@dpo Thanks for the pointer TRON. Here’s a quick comparison between TRON (projected second-order descent) vs ECOS (primal-dual interior). The ECOS experiment uses a small custom wrapper around the ECOS.jl solver to translate the box-constrained solver into the second-order cone program
minimize t subj to Ax+r=b, (r,t) in SOC, 0 ≤ x ≤ u.
Here’s the setup:
using JSOSolvers, NLPModels
using ECOSProblems # https://github.com/mpf/ECOSProblems.jl
using BenchmarkTools
using LinearAlgebra
global_logger(NullLogger())
m, n = 10000, 10
A = randn(m, n); x = randn(n); b = A*x;
bl = zeros(n); bu = ones(n)
And here are the benchmarks, which shows a clear advantage to TRON:
julia> @benchmark ECOSProblems.lsbox($A, $b, $bu, verbose=0)
BenchmarkTools.Trial:
memory estimate: 11.10 MiB
allocs estimate: 495
--------------
minimum time: 250.028 ms (0.00% GC)
median time: 253.803 ms (0.00% GC)
mean time: 254.501 ms (0.43% GC)
maximum time: 260.866 ms (1.62% GC)
--------------
samples: 20
evals/sample: 1
julia> @benchmark tron(LLSModel($A, $b, lvar=$bl, uvar=$bu))
BenchmarkTools.Trial:
memory estimate: 6.73 MiB
allocs estimate: 1758
--------------
minimum time: 4.248 ms (0.00% GC)
median time: 5.061 ms (0.00% GC)
mean time: 5.958 ms (15.21% GC)
maximum time: 12.798 ms (53.19% GC)
--------------
samples: 840
The solutions are close:
julia> xecos = ECOSProblems.lsbox(A, b, bu, verbose=0)[1];
julia> xtron = (tron(LLSModel(A, b, lvar=bl, uvar=bu))).solution;
julia> println(norm(xecos-xtron,Inf))
1.2407727578850336e-6
As @dpo suggested, further improvements are likely possible with some tweaks to the TRON interface.

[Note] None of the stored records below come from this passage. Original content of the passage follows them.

use anyhow::{Context, Result};
use std::future::Future;
use std::net::SocketAddr;
use std::sync::Arc;
use std::time::Duration;
use tokio::net::TcpListener;
use tokio::sync::broadcast;
use tokio::task::JoinSet;
use tracing::{debug, error, info, info_span, warn, Instrument};

use crate::config::RelayConfig;
use crate::lifecycle::{ConnectionController, RelayContext};
use crate::net::{self, AcceptErrorKind};
use crate::rate_limiter::RateLimiter;
use crate::stats::RelayStats;

/// 停机时等待连接拆除的最长时间
pub const DRAIN_TIMEOUT: Duration = Duration::from_secs(15);

/// TLS 中继服务器
pub struct RelayServer {
    listener: TcpListener,
    ctx: Arc<RelayContext>,
    rate_limiter: Option<RateLimiter>,
}

impl RelayServer {
    /// 创建监听 socket（需要在 tokio 运行时中调用）
    pub fn bind(config: &RelayConfig, ctx: RelayContext) -> Result<Self> {
        let listener = net::bind_listener(&config.listen)?;
        let rate_limiter = config
            .rate_limit
            .as_ref()
            .map(RateLimiter::new)
            .transpose()?;

        if let Some(ref limiter) = rate_limiter {
            info!(
                "Connection rate limit: {} per second, burst {}",
                limiter.config().requests_per_second,
                limiter.config().burst_size
            );
        }

        Ok(Self {
            listener,
            ctx: Arc::new(ctx),
            rate_limiter,
        })
    }

    pub fn local_addr(&self) -> Result<SocketAddr> {
        self.listener
            .local_addr()
            .context("Failed to get listener address")
    }

    pub fn stats(&self) -> RelayStats {
        self.ctx.stats().clone()
    }

    /// 接受连接直到 `signal` 完成，然后通知所有中继停止并等待拆除
    pub async fn run_until<F>(self, signal: F) -> Result<()>
    where
        F: Future<Output = ()>,
    {
        let RelayServer {
            listener,
            ctx,
            rate_limiter,
        } = self;

        info!(
            "Relay listening on {} -> backend {}",
            listener.local_addr()?,
            ctx.backend_addr()
        );

        let (shutdown_tx, _) = broadcast::channel::<()>(1);
        let mut tasks = JoinSet::new();
        let mut next_id: u64 = 0;

        tokio::pin!(signal);

        let result = loop {
            tokio::select! {
                _ = &mut signal => {
                    info!("Received shutdown signal, stopping relay...");
                    break Ok(());
                }
                Some(joined) = tasks.join_next(), if !tasks.is_empty() => {
                    if let Err(e) = joined {
                        if e.is_panic() {
                            error!("Connection task panicked: {}", e);
                        }
                    }
                }
                accepted = listener.accept() => {
                    let (stream, peer) = match accepted {
                        Ok(conn) => conn,
                        Err(e) => match net::classify_accept_error(&e) {
                            AcceptErrorKind::Retry => continue,
                            AcceptErrorKind::Backoff => {
                                warn!("Out of file descriptors, pausing accept: {}", e);
                                tokio::time::sleep(net::ACCEPT_BACKOFF).await;
                                continue;
                            }
                            AcceptErrorKind::Skip => {
                                debug!("Peer aborted before accept completed: {}", e);
                                continue;
                            }
                            AcceptErrorKind::Fatal => {
                                error!("Failed to accept connection: {}", e);
                                break Err(anyhow::Error::new(e).context("Listener failed"));
                            }
                        },
                    };

                    if let Some(ref limiter) = rate_limiter {
                        if limiter.check().is_err() {
                            ctx.stats().record_rate_limited();
                            warn!("Rate limit exceeded, dropping connection from {}", peer);
                            drop(stream);
                            continue;
                        }
                    }

                    next_id += 1;
                    let controller = ConnectionController::new(next_id, peer, Arc::clone(&ctx));
                    let shutdown = shutdown_tx.subscribe();
                    let span = info_span!("conn", id = next_id, peer = %peer);

                    tasks.spawn(
                        async move {
                            if let Err(e) = controller.run(stream, Some(shutdown)).await {
                                debug!("Connection ended with error: {}", e);
                            }
                        }
                        .instrument(span),
                    );
                }
            }
        };

        // 停止接受新连接
        drop(listener);

        if !tasks.is_empty() {
            info!("Waiting for {} active connections to close", tasks.len());
        }
        let _ = shutdown_tx.send(());
        let drained = tokio::time::timeout(DRAIN_TIMEOUT, async {
            while tasks.join_next().await.is_some() {}
        })
        .await;
        if drained.is_err() {
            warn!(
                "{} connections did not close within {:?}, aborting them",
                tasks.len(),
                DRAIN_TIMEOUT
            );
            tasks.shutdown().await;
        }

        let snapshot = ctx.stats().snapshot();
        info!(
            "Relay stopped: {}",
            serde_json::to_string(&snapshot).unwrap_or_default()
        );

        result
    }
}

/// 运行中继服务器，直到收到 Ctrl+C
pub async fn run_server(config: RelayConfig) -> Result<()> {
    let ctx = RelayContext::from_config(&config)?;
    let server = RelayServer::bind(&config, ctx)?;

    info!("Waiting for client connections... (Press Ctrl+C to stop)");

    server
        .run_until(async {
            if let Err(e) = tokio::signal::ctrl_c().await {
                error!("Failed to listen for Ctrl+C: {}", e);
                std::future::pending::<()>().await;
            }
        })
        .await
}

#[cfg(test)]
mod tests {
    use super::*;
    use crate::tls;
    use std::path::{Path, PathBuf};
    use tokio::net::TcpStream;

    fn temp_certs(tag: &str) -> (PathBuf, PathBuf) {
        let dir = std::env::temp_dir();
        let id = format!("{}-{}", tag, std::process::id());
        let cert = dir.join(format!("relay-server-cert-{}.pem", id));
        let key = dir.join(format!("relay-server-key-{}.pem", id));
        tls::generate_self_signed_cert("localhost", &[], &cert, &key).unwrap();
        (cert, key)
    }

    fn config(cert: &Path, key: &Path) -> RelayConfig {
        RelayConfig::builder()
            .listen_addr("127.0.0.1")
            .listen_port(0)
            .backend("127.0.0.1", 9)
            .backend_server_name("localhost")
            .cert_path(cert)
            .key_path(key)
            .rate_limit(1, 1)
            .build()
            .unwrap()
    }

    #[tokio::test]
    async fn test_server_stops_on_signal() {
        let (cert, key) = temp_certs("stop");
        let config = config(&cert, &key);
        let ctx = RelayContext::from_config(&config).unwrap();
        let server = RelayServer::bind(&config, ctx).unwrap();
        assert_ne!(server.local_addr().unwrap().port(), 0);

        let result = server.run_until(async {}).await;
        assert!(result.is_ok());

        let _ = std::fs::remove_file(cert);
        let _ = std::fs::remove_file(key);
    }

    #[tokio::test]
    async fn test_rate_limited_connections_are_dropped() {
        let (cert, key) = temp_certs("ratelimit");
        let config = config(&cert, &key);
        let ctx = RelayContext::from_config(&config).unwrap();
        let server = RelayServer::bind(&config, ctx).unwrap();
        let addr = server.local_addr().unwrap();
        let stats = server.stats();

        let (stop_tx, stop_rx) = tokio::sync::oneshot::channel::<()>();
        let handle = tokio::spawn(server.run_until(async {
            let _ = stop_rx.await;
        }));

        // 突发容量为 1：第一个连接进入握手，后续连接被丢弃
        let first = TcpStream::connect(addr).await.unwrap();
        let second = TcpStream::connect(addr).await.unwrap();
        let third = TcpStream::connect(addr).await.unwrap();

        for _ in 0..50 {
            if stats.snapshot().rate_limited >= 2 {
                break;
            }
            tokio::time::sleep(Duration::from_millis(20)).await;
        }
        assert_eq!(stats.snapshot().rate_limited, 2);

        // 关闭后第一个连接的握手立即失败
        drop((first, second, third));
        stop_tx.send(()).unwrap();
        handle.await.unwrap().unwrap();
        assert_eq!(stats.active_connections(), 0);

        let _ = std::fs::remove_file(cert);
        let _ = std::fs::remove_file(key);
    }
}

However, the ECOS experiment probably could be significantly improved by taking advantage of the very few number of columns in A
:
- factor A = QR
- apply ECOS to the equivalent problem
minimize t - <A'b,x> subj to (||Rx||,t) in rotated SOC, 0 ≤ x ≤ u,
which has a much smaller dual space.